Stored data entries:
-- -- --
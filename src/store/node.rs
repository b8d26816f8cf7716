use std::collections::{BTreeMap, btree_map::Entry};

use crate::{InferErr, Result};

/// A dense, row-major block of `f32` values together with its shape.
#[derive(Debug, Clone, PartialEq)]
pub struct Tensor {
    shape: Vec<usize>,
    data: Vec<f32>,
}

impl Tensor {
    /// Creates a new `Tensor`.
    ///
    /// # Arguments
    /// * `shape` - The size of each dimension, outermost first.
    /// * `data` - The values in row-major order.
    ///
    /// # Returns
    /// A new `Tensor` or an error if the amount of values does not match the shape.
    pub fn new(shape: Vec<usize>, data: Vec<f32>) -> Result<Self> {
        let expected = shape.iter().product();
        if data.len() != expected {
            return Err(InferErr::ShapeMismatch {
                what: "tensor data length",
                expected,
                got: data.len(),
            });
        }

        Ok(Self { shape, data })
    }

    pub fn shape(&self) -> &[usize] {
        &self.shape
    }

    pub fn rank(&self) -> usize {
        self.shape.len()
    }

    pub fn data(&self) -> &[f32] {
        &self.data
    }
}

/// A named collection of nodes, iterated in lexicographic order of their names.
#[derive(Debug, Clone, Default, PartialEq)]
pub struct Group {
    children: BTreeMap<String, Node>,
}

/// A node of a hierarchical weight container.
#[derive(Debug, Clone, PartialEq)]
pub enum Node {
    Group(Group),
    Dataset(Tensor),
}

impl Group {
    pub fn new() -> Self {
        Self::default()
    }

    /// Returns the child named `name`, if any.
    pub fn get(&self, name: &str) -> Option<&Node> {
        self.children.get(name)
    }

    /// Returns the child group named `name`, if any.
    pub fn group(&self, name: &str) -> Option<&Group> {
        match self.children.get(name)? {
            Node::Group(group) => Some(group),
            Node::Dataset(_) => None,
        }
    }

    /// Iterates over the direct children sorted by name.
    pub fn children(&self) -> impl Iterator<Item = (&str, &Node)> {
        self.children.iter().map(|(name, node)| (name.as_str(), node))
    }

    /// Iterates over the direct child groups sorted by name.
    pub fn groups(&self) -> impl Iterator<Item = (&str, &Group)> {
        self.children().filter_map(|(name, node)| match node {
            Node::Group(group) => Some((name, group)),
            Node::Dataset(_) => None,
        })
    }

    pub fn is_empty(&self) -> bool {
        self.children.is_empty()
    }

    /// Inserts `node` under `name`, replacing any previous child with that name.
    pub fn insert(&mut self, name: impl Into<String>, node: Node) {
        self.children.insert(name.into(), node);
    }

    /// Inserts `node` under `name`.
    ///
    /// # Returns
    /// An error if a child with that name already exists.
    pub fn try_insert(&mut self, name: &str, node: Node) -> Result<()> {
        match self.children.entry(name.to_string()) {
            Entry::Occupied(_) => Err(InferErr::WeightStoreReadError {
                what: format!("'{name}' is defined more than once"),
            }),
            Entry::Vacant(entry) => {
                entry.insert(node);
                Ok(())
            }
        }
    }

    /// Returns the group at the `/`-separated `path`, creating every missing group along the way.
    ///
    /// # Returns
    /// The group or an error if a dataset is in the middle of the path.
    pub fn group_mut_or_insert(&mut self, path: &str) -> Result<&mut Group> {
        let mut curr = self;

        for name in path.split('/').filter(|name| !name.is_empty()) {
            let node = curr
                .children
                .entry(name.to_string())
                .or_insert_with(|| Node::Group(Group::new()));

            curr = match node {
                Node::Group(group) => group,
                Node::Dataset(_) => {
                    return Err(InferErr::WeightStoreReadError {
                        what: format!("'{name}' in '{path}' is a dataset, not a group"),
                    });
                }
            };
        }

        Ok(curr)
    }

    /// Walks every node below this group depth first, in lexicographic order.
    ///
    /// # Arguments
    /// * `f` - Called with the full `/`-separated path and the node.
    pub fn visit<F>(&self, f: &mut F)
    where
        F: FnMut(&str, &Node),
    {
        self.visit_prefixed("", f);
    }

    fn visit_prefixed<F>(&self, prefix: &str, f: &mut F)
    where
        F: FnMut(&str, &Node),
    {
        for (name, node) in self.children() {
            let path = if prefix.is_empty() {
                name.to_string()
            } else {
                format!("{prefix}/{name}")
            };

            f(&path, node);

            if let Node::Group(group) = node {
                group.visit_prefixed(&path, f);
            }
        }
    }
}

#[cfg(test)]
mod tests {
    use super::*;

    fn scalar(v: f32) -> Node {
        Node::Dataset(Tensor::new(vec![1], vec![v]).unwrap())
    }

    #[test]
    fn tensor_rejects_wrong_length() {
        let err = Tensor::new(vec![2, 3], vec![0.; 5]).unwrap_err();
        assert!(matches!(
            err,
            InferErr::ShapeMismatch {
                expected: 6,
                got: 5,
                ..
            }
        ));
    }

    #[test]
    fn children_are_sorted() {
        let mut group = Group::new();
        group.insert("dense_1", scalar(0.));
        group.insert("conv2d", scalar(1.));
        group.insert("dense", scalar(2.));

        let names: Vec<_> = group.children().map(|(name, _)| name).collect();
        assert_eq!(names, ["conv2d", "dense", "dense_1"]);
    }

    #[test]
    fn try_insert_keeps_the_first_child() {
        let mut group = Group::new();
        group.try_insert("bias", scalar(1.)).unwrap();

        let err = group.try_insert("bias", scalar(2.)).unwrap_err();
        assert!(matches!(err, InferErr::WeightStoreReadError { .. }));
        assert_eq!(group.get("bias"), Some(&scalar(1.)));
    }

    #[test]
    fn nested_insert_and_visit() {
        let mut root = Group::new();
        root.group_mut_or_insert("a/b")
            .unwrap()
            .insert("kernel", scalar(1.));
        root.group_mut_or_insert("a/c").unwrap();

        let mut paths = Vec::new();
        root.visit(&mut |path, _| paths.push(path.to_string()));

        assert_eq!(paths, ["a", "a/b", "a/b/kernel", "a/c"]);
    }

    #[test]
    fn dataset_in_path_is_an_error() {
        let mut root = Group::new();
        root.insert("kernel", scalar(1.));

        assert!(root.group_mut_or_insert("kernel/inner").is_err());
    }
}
-- -- --
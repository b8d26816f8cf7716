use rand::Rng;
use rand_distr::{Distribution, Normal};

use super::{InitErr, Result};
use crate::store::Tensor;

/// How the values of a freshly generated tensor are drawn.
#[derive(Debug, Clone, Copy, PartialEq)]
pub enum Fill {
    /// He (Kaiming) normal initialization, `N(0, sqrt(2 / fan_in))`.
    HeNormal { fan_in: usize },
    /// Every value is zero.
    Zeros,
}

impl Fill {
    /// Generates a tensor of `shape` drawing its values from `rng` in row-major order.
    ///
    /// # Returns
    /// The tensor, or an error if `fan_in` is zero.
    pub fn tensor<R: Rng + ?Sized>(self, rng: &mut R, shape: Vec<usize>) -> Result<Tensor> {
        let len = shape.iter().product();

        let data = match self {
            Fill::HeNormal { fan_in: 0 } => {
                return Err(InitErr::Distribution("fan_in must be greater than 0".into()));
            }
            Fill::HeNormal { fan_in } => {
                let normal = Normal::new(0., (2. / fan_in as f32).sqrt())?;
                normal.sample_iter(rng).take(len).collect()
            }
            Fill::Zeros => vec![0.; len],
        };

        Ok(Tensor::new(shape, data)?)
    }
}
-- -- --
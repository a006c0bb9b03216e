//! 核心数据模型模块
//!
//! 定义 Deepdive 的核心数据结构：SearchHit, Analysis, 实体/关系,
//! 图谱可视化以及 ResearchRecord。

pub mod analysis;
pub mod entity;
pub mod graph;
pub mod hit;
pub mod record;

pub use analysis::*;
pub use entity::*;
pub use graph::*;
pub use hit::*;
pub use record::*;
-- -- --
→ Work order: Among the entries above, the line containing "filename src/store/node.rs", the line containing "pub fn shape(&self)", and all lines between them are to be restated word for word; nothing else belongs in the reply.

→ Solution to the problem:
filename src/store/node.rs
repository b8d26816f8cf7716
use std::collections::{BTreeMap, btree_map::Entry};

use crate::{InferErr, Result};

/// A dense, row-major block of `f32` values together with its shape.
#[derive(Debug, Clone, PartialEq)]
pub struct Tensor {
    shape: Vec<usize>,
    data: Vec<f32>,
}

impl Tensor {
    /// Creates a new `Tensor`.
    ///
    /// # Arguments
    /// * `shape` - The size of each dimension, outermost first.
    /// * `data` - The values in row-major order.
    ///
    /// # Returns
    /// A new `Tensor` or an error if the amount of values does not match the shape.
    pub fn new(shape: Vec<usize>, data: Vec<f32>) -> Result<Self> {
        let expected = shape.iter().product();
        if data.len() != expected {
            return Err(InferErr::ShapeMismatch {
                what: "tensor data length",
                expected,
                got: data.len(),
            });
        }

        Ok(Self { shape, data })
    }

    pub fn shape(&self) -> &[usize] {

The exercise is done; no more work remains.